But the earth stays not for men, no matter what their dreams. In a few minutes the radiant line reached the sleeper's eyes, and he awoke. Naturally, he stared straight at the disturber of his slumbers; and being a mere man, who emulated not the ways of eagles, was routed at the first glance.

More than that, he was thoroughly aroused, and sprang out of bed with a celerity that would have given many another young man a headache during the remainder of the day.

But John Trenholme, artist by profession, was somewhat of a light-hearted vagabond by instinct; if the artist was ready to be annoyed because of an imaginary loss of precious daylight, the vagabond laughed cheerily when he blinked at a clock and learned that the hour still lacked some minutes of half past five in the morning.

"By gad," he grinned, pulling up the blind, "I was scared stiff. I thought the blessed alarm had missed fire, and that I had been lying here like a hog during the best part of the finest day England has seen this year."
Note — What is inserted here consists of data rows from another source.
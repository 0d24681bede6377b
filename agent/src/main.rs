//! Vaktr Agent Binary
//!
//! Entry point for the Vaktr telemetry relay agent.

#![deny(unsafe_code)]

use anyhow::Result;

#[tokio::main]
async fn main() -> Result<()> {
    // A missing .env file is fine; the environment may already be set.
    let _ = dotenvy::dotenv();

    let filter = tracing_subscriber::EnvFilter::try_from_default_env()
        .unwrap_or_else(|_| tracing_subscriber::EnvFilter::new("info"));
    let builder = tracing_subscriber::fmt().with_env_filter(filter);
    if std::env::var("VAKTR_LOG_FORMAT").is_ok_and(|f| f.eq_ignore_ascii_case("json")) {
        builder.json().init();
    } else {
        builder.init();
    }

    agent::run_agent().await
}
/// Errors raised while starting the loop or applying a configuration.
#[derive(Debug, Error)]
pub enum AgentError {
    /// The configuration snapshot is malformed.
    #[error("Invalid configuration: {0}")]
    Config(#[from] ConfigError),

    /// The sink could not be created.
    #[error("Failed to create telemetry sink: {0}")]
    Sink(#[from] SinkError),

    /// A configured counter could not be opened.
    #[error("Failed to open counter: {0}")]
    Counter(#[from] CounterUnavailableError),

    /// The event log could not be subscribed to.
    #[error("Failed to subscribe to event log: {0}")]
    Events(#[from] EventSourceError),

    /// `start` was called on a running loop.
    #[error("Agent loop is already running")]
    AlreadyRunning,

    /// A configuration change arrived while the loop was stopped.
    #[error("Agent loop is not running")]
    NotRunning,
}

struct RunningTasks {
    token: CancellationToken,
    tasks: Vec<JoinHandle<()>>,
}

/// Runs the sampling or event-forwarding path and reacts to configuration changes.
pub struct ReloadableAgentLoop {
    mode: AgentMode,
    collaborators: Collaborators,
    current: ResourceSwap<LiveResourceSet>,
    reload_lock: Mutex<()>,
    running: Mutex<Option<RunningTasks>>,
    last_generation: AtomicU64,
    handler: LogHandler,
    events: Arc<Mutex<mpsc::Receiver<RetrievedLogRecord>>>,
    status: Arc<AgentStatus>,
}
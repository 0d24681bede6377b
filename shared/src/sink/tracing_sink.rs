//! Sink that renders telemetry as structured log events.
//!
//! Records are emitted under the `vaktr::telemetry` target so they can be
//! routed separately from the agent's own diagnostics with an `EnvFilter`
//! directive such as `vaktr::telemetry=info`.

use async_trait::async_trait;
use chrono::{DateTime, Utc};
use std::sync::Arc;

use super::{SinkError, SinkFactory, TelemetrySink};
use crate::models::{ExceptionDetails, HealthState, Tags, TraceSeverity};

macro_rules! telemetry_event {
    ($severity:expr, $($arg:tt)+) => {
        match $severity {
            TraceSeverity::Verbose => tracing::debug!(target: "vaktr::telemetry", $($arg)+),
            TraceSeverity::Information => tracing::info!(target: "vaktr::telemetry", $($arg)+),
            TraceSeverity::Warning => tracing::warn!(target: "vaktr::telemetry", $($arg)+),
            TraceSeverity::Error | TraceSeverity::Critical => {
                tracing::error!(target: "vaktr::telemetry", $($arg)+)
            }
        }
    };
}

/// Text of the trace emitted for a health observation.
#[must_use]
pub fn health_message(source: &str, property: &str, state: HealthState) -> String {
    format!("Health report: {source}:{property} is {state}")
}

/// Logs every record through `tracing`.
#[derive(Debug, Clone)]
pub struct TracingSink {
    sink_id: String,
}

impl TracingSink {
    /// Creates a sink identified by a masked form of `credential`.
    ///
    /// # Errors
    ///
    /// Returns `SinkError::InvalidCredential` if the credential is blank.
    pub fn new(credential: &str) -> Result<Self, SinkError> {
        let credential = credential.trim();
        if credential.is_empty() {
            return Err(SinkError::InvalidCredential(
                "credential must not be blank".to_string(),
            ));
        }
        Ok(Self {
            sink_id: mask(credential),
        })
    }

    /// Masked credential identifying this sink in log output.
    #[must_use]
    pub fn sink_id(&self) -> &str {
        &self.sink_id
    }
}

fn mask(credential: &str) -> String {
    let visible: String = credential
        .chars()
        .rev()
        .take(4)
        .collect::<Vec<_>>()
        .into_iter()
        .rev()
        .collect();
    format!("***{visible}")
}

#[async_trait]
impl TelemetrySink for TracingSink {
    async fn report_trace(
        &self,
        message: String,
        severity: TraceSeverity,
        tags: Tags,
    ) -> Result<(), SinkError> {
        telemetry_event!(severity, sink = %self.sink_id, kind = "trace", ?tags, "{message}");
        Ok(())
    }

    async fn report_metric(&self, name: String, value: f64, tags: Tags) -> Result<(), SinkError> {
        tracing::info!(
            target: "vaktr::telemetry",
            sink = %self.sink_id,
            kind = "metric",
            metric = %name,
            value,
            ?tags,
            "Metric sampled"
        );
        Ok(())
    }

    async fn report_exception(
        &self,
        error: ExceptionDetails,
        tags: Tags,
    ) -> Result<(), SinkError> {
        tracing::error!(
            target: "vaktr::telemetry",
            sink = %self.sink_id,
            kind = "exception",
            ?tags,
            "{error}"
        );
        Ok(())
    }

    async fn report_availability(
        &self,
        app_name: String,
        test_name: String,
        captured_at: DateTime<Utc>,
        success: bool,
        message: Option<String>,
    ) -> Result<(), SinkError> {
        let severity = if success {
            TraceSeverity::Information
        } else {
            TraceSeverity::Error
        };
        telemetry_event!(
            severity,
            sink = %self.sink_id,
            kind = "availability",
            app = %app_name,
            test = %test_name,
            captured_at = %captured_at.to_rfc3339(),
            success,
            message = message.as_deref().unwrap_or(""),
            "Availability result"
        );
        Ok(())
    }

    async fn report_health(
        &self,
        app_name: String,
        service_name: String,
        instance: String,
        source: String,
        property: String,
        state: HealthState,
    ) -> Result<(), SinkError> {
        let text = health_message(&source, &property, state);
        telemetry_event!(
            TraceSeverity::from(state),
            sink = %self.sink_id,
            kind = "health",
            app = %app_name,
            role_name = %service_name,
            role_instance = %instance,
            "{text}"
        );
        Ok(())
    }
}

/// Creates a `TracingSink` per credential.
#[derive(Debug, Clone, Copy, Default)]
pub struct TracingSinkFactory;

impl SinkFactory for TracingSinkFactory {
    fn create(&self, credential: &str) -> Result<Arc<dyn TelemetrySink>, SinkError> {
        Ok(Arc::new(TracingSink::new(credential)?))
    }
}

#[cfg(test)]
mod tests {
    use super::*;
    use crate::models::TelemetryRecord;

    #[test]
    fn test_health_message() {
        assert_eq!(
            health_message("System.FM", "State", HealthState::Warning),
            "Health report: System.FM:State is Warning"
        );
    }

    #[test]
    fn test_credential_is_masked() {
        let sink = TracingSink::new("0123-abcd-wxyz").unwrap();
        assert_eq!(sink.sink_id(), "***wxyz");

        let short = TracingSink::new("ab").unwrap();
        assert_eq!(short.sink_id(), "***ab");
    }

    #[test]
    fn test_blank_credential_rejected() {
        assert!(matches!(
            TracingSink::new("   "),
            Err(SinkError::InvalidCredential(_))
        ));
        assert!(TracingSinkFactory.create("").is_err());
    }

    #[tokio::test]
    async fn test_reports_every_kind() {
        let sink = TracingSinkFactory.create("key-1234").unwrap();

        let records = vec![
            TelemetryRecord::trace("hello", TraceSeverity::Warning),
            TelemetryRecord::metric("CPU", 3.5),
            TelemetryRecord::Exception {
                error: ExceptionDetails::message("boom"),
                tags: Tags::new(),
            },
            TelemetryRecord::availability("app", "Vaktr Watchdog", false, Some("down".into())),
            TelemetryRecord::Health {
                app_name: "app".into(),
                service_name: "svc".into(),
                instance: "1".into(),
                source: "src".into(),
                property: "prop".into(),
                state: HealthState::Error,
            },
        ];

        for record in records {
            assert!(sink.report(record).await.is_ok());
        }
    }
}
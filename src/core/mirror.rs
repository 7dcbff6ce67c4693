//! Mirrored Region: satu backing object di-mmap dua kali secara berurutan
//!
//! Layout virtual memory:
//! ┌──────────────────────────┬──────────────────────────┐
//! │ lower half (capacity)    │ upper half (capacity)    │
//! └──────────────────────────┴──────────────────────────┘
//!   ^ base                     ^ base + capacity
//!
//! Byte `i` dan `i + capacity` adalah alias dari byte fisik yang sama,
//! sehingga copy linear sepanjang <= capacity dari offset mana pun di
//! `[0, capacity)` tidak pernah keluar dari region.
//!
//! Semua manipulasi address yang `unsafe` dikumpulkan di modul ini:
//! `reserve`, `map_fixed`, `unmap`.

use std::fs::File;
use std::io;
use std::os::unix::io::AsRawFd;
use std::ptr::{self, NonNull};

use tracing::{debug, warn};

use super::error::{AllocationError, Half};

/// Ukuran page sistem (`sysconf(_SC_PAGESIZE)`)
pub fn page_size() -> usize {
    // SAFETY: sysconf tidak punya precondition
    let size = unsafe { libc::sysconf(libc::_SC_PAGESIZE) };
    if size <= 0 {
        4096
    } else {
        size as usize
    }
}

/// Region `2 * capacity` bytes yang kedua half-nya alias ke storage yang sama.
///
/// Region di-unmap tepat sekali saat di-drop.
pub struct MirroredRegion {
    base: NonNull<u8>,
    capacity: usize,
}

// SAFETY: Region hanya pointer ke mapping milik sendiri. Sinkronisasi akses
// ke isinya menjadi tanggung jawab pemakai (lihat cursor protocol di
// ring_buffer / spsc).
unsafe impl Send for MirroredRegion {}
unsafe impl Sync for MirroredRegion {}

impl MirroredRegion {
    /// Membuat region baru.
    ///
    /// `capacity` harus kelipatan page size dan bukan nol, karena half kedua
    /// di-map secara fixed pada `base + capacity`.
    pub fn new(capacity: usize) -> Result<Self, AllocationError> {
        let page_size = page_size();
        if capacity == 0 || capacity % page_size != 0 || capacity > isize::MAX as usize / 2 {
            warn!(capacity, page_size, "rejecting capacity for mirrored region");
            return Err(AllocationError::InvalidCapacity {
                capacity,
                page_size,
            });
        }

        let backing = backing_object()?;
        backing.set_len(capacity as u64).map_err(|source| {
            warn!(capacity, error = %source, "failed to resize backing object");
            AllocationError::Resize { capacity, source }
        })?;

        let reservation = Reservation::new(capacity * 2)?;
        let base = reservation.as_ptr();

        map_fixed(&backing, base, capacity, Half::Lower)?;
        // SAFETY: base + capacity masih di dalam reservasi 2 * capacity
        map_fixed(
            &backing,
            unsafe { base.add(capacity) },
            capacity,
            Half::Upper,
        )?;

        // Kedua mapping sudah menahan storage; fd tidak diperlukan lagi.
        drop(backing);

        let base = reservation.into_raw();
        debug!(capacity, base = ?base, "mirrored region mapped");

        Ok(Self { base, capacity })
    }

    /// Ukuran satu half dalam bytes
    #[inline(always)]
    pub fn capacity(&self) -> usize {
        self.capacity
    }

    /// Pointer awal region (lower half)
    #[inline(always)]
    pub fn as_ptr(&self) -> *const u8 {
        self.base.as_ptr()
    }

    /// Slice `len` bytes mulai dari `offset`.
    ///
    /// # Safety
    /// `offset < capacity`, `len <= capacity`, dan tidak ada writer yang
    /// sedang menulis ke bytes tersebut selama slice hidup.
    #[inline(always)]
    pub unsafe fn slice(&self, offset: usize, len: usize) -> &[u8] {
        debug_assert!(offset < self.capacity && len <= self.capacity);
        std::slice::from_raw_parts(self.base.as_ptr().add(offset), len)
    }

    /// Copy `data` ke region mulai dari `offset` sebagai satu copy linear.
    ///
    /// # Safety
    /// `offset < capacity`, `data.len() <= capacity`, dan tidak ada reader
    /// yang sedang memegang slice ke bytes tujuan.
    #[inline(always)]
    pub unsafe fn write(&self, offset: usize, data: &[u8]) {
        debug_assert!(offset < self.capacity && data.len() <= self.capacity);
        ptr::copy_nonoverlapping(data.as_ptr(), self.base.as_ptr().add(offset), data.len());
    }
}

impl Drop for MirroredRegion {
    fn drop(&mut self) {
        // SAFETY: base..base + 2 * capacity adalah mapping milik region ini
        unsafe { unmap(self.base.as_ptr(), self.capacity * 2) };
    }
}

impl std::fmt::Debug for MirroredRegion {
    fn fmt(&self, f: &mut std::fmt::Formatter<'_>) -> std::fmt::Result {
        f.debug_struct("MirroredRegion")
            .field("base", &self.base)
            .field("capacity", &self.capacity)
            .finish()
    }
}

/// Reservasi address space `PROT_NONE`. Di-unmap saat drop kecuali
/// di-`into_raw`, sehingga setiap jalur error melepas reservasi.
struct Reservation {
    ptr: NonNull<u8>,
    len: usize,
}

impl Reservation {
    fn new(len: usize) -> Result<Self, AllocationError> {
        // SAFETY: mapping anonim baru, tidak menyentuh memory yang ada
        let addr = unsafe {
            libc::mmap(
                ptr::null_mut(),
                len,
                libc::PROT_NONE,
                libc::MAP_PRIVATE | libc::MAP_ANONYMOUS,
                -1,
                0,
            )
        };
        if addr == libc::MAP_FAILED {
            let source = io::Error::last_os_error();
            warn!(len, error = %source, "failed to reserve address space");
            return Err(AllocationError::Reserve { len, source });
        }

        match NonNull::new(addr.cast::<u8>()) {
            Some(ptr) => Ok(Self { ptr, len }),
            None => Err(AllocationError::Reserve {
                len,
                source: io::Error::new(io::ErrorKind::Other, "mmap returned null"),
            }),
        }
    }

    fn as_ptr(&self) -> *mut u8 {
        self.ptr.as_ptr()
    }

    fn into_raw(self) -> NonNull<u8> {
        let ptr = self.ptr;
        std::mem::forget(self);
        ptr
    }
}

impl Drop for Reservation {
    fn drop(&mut self) {
        // SAFETY: reservasi (dan mapping fixed di dalamnya) milik guard ini
        unsafe { unmap(self.ptr.as_ptr(), self.len) };
    }
}

/// Map `backing` read/write di address `addr` yang sudah direservasi.
fn map_fixed(
    backing: &File,
    addr: *mut u8,
    len: usize,
    half: Half,
) -> Result<(), AllocationError> {
    // SAFETY: addr..addr + len berada di dalam reservasi milik pemanggil,
    // sehingga MAP_FIXED hanya menimpa halaman PROT_NONE milik kita sendiri.
    let actual = unsafe {
        libc::mmap(
            addr.cast(),
            len,
            libc::PROT_READ | libc::PROT_WRITE,
            libc::MAP_SHARED | libc::MAP_FIXED,
            backing.as_raw_fd(),
            0,
        )
    };

    if actual == libc::MAP_FAILED {
        let source = io::Error::last_os_error();
        warn!(%half, error = %source, "failed to map mirrored half");
        return Err(AllocationError::Map { half, source });
    }

    if actual.cast::<u8>() != addr {
        warn!(%half, "mirrored half landed at unexpected address");
        // SAFETY: mapping di luar reservasi, hasil mmap barusan
        unsafe { unmap(actual.cast(), len) };
        return Err(AllocationError::Misplaced {
            half,
            expected: addr as usize,
            actual: actual as usize,
        });
    }

    Ok(())
}

/// # Safety
/// `addr..addr + len` harus mapping milik pemanggil yang tidak lagi dipakai.
unsafe fn unmap(addr: *mut u8, len: usize) {
    if libc::munmap(addr.cast(), len) != 0 {
        warn!(len, error = %io::Error::last_os_error(), "munmap failed");
    }
}

/// Backing object anonim: memfd di Linux, temp file yang langsung di-unlink
/// di platform lain (atau kalau kernel belum punya memfd).
#[cfg(any(target_os = "linux", target_os = "android"))]
fn backing_object() -> Result<File, AllocationError> {
    use std::os::unix::io::FromRawFd;

    // SAFETY: nama adalah C string yang valid
    let fd = unsafe { libc::memfd_create(b"cirbuf\0".as_ptr().cast(), libc::MFD_CLOEXEC) };
    if fd >= 0 {
        // SAFETY: fd baru dan hanya dimiliki File ini
        return Ok(unsafe { File::from_raw_fd(fd) });
    }

    let err = io::Error::last_os_error();
    if err.raw_os_error() == Some(libc::ENOSYS) {
        debug!("memfd_create unavailable, falling back to unlinked temp file");
        return temp_backing_object();
    }

    warn!(error = %err, "memfd_create failed");
    Err(AllocationError::BackingObject(err))
}

#[cfg(not(any(target_os = "linux", target_os = "android")))]
fn backing_object() -> Result<File, AllocationError> {
    temp_backing_object()
}

/// Temp file tanpa nama di filesystem (`O_TMPFILE` atau create + unlink)
fn temp_backing_object() -> Result<File, AllocationError> {
    tempfile::tempfile().map_err(|err| {
        warn!(error = %err, "failed to create unlinked temp file");
        AllocationError::BackingObject(err)
    })
}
Evidently he was still young enough to deal in superlatives, for there had been other fine days that Summer; moreover, in likening himself to a pig, he was ridiculously unfair to six feet of athletic symmetry in which it would be difficult to detect any marked resemblance to the animal whose name is a synonym for laziness.

On the way to the bathroom he stopped to listen for sounds of an aroused household, but the inmates of the White Horse Inn were still taking life easily.

"Eliza vows she can hear that alarm in her room," he communed. "Well, suppose we assist nature, always a laudable thing in itself, and peculiarly excellent when breakfast is thereby advanced a quarter of an hour."

Eliza was the inn's stout and voluble cook-housekeeper, and her attic lay directly above Trenholme's room. He went back for the clock, crept swiftly upstairs, opened a door a few inches, and put the infernal machine inside, close to the wall. He was splashing in the bath when a harsh and penetrating din jarred through the house, and a slight scream showed that Eliza had been duly "alarmed."

A few minutes later came a heavy thump on the bathroom door.

"All right, Mr. Trenholme!" cried an irate female voice. "You've been up to your tricks, have you? It'll be my turn when I make your coffee; I'll pepper an' salt it!"